Journal of Biological Chemistry 273(15): 9249-9254
ISSN/ISBN: 0021-9258 PMID: 9535917 DOI: 10.1074/jbc.273.15.9249
Dolichol-phosphate-mannose (Dol-P-Man) serves as a donor of mannosyl residues in major eukaryotic glycoconjugates. It donates four mannosyl residues in the N-linked oligosaccharide precursor and all three mannosyl residues in the core of the glycosylphosphatidylinositol anchor. In yeasts it also donates one mannose to the O-linked oligosaccharide. The yeast DPM1 gene encodes a Dol-P-Man synthase that is a transmembrane protein expressed in the endoplasmic reticulum.
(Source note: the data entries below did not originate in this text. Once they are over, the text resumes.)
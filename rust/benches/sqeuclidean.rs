use criterion::{criterion_group, criterion_main, BenchmarkId, Criterion};
use simsimd::SpatialSimilarity;


const DIMENSIONS: usize = 1536;

pub fn sqeuclidean_benchmark(c: &mut Criterion) {
    let inputs: (Vec<f32>, Vec<f32>) = (
        native::generate_random_vector(DIMENSIONS),
        native::generate_random_vector(DIMENSIONS),
    );
    let integers: (Vec<i8>, Vec<i8>) = (
        native::generate_random_i8_vector(DIMENSIONS),
        native::generate_random_i8_vector(DIMENSIONS),
    );

    let mut group = c.benchmark_group("SIMD SqEuclidean");

    for i in 0..=5 {
        group.bench_with_input(BenchmarkId::new("SimSIMD", i), &i, |b, _| {
            b.iter(|| f32::sqeuclidean(&inputs.0, &inputs.1))
        });
        group.bench_with_input(BenchmarkId::new("Rust Native", i), &i, |b, _| {
            b.iter(|| native::squared_euclidean_cpu(&inputs.0, &inputs.1))
        });
        group.bench_with_input(BenchmarkId::new("SimSIMD i8", i), &i, |b, _| {
            b.iter(|| i8::sqeuclidean(&integers.0, &integers.1))
        });
        group.bench_with_input(BenchmarkId::new("Rust Native i8", i), &i, |b, _| {
            b.iter(|| native::squared_euclidean_i8_cpu(&integers.0, &integers.1))
        });
    }
}

criterion_group!(benches, sqeuclidean_benchmark);
criterion_main!(benches);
We cloned human and mouse homologues of DPM1, termed hDPM1 and mDPM1, respectively, both of which encode proteins of 260 amino acids, having 30% amino acid identity with yeast Dpm1 protein but lacking a hydrophobic transmembrane domain, which exists in the yeast synthase. Human and mouse DPM1 cDNA restored Dol-P-Man synthesis in mouse Thy-1-deficient mutant class E cells. Mouse class E mutant cells had an inactivating mutation in the mDPM1 gene, indicating that mDPM1 is the gene for class E mutant. In contrast, hDPM1 and mDPM1 cDNA did not complement another Dol-P-Man synthesis mutant, hamster Lec15 cells, whereas yeast DPM1 restored both mutants. Therefore, in contrast to yeast, mammalian cells require hDPM1/mDPM1 protein and a product of another gene that is defective in Lec15 mutant cells for synthesis of Dol-P-Man.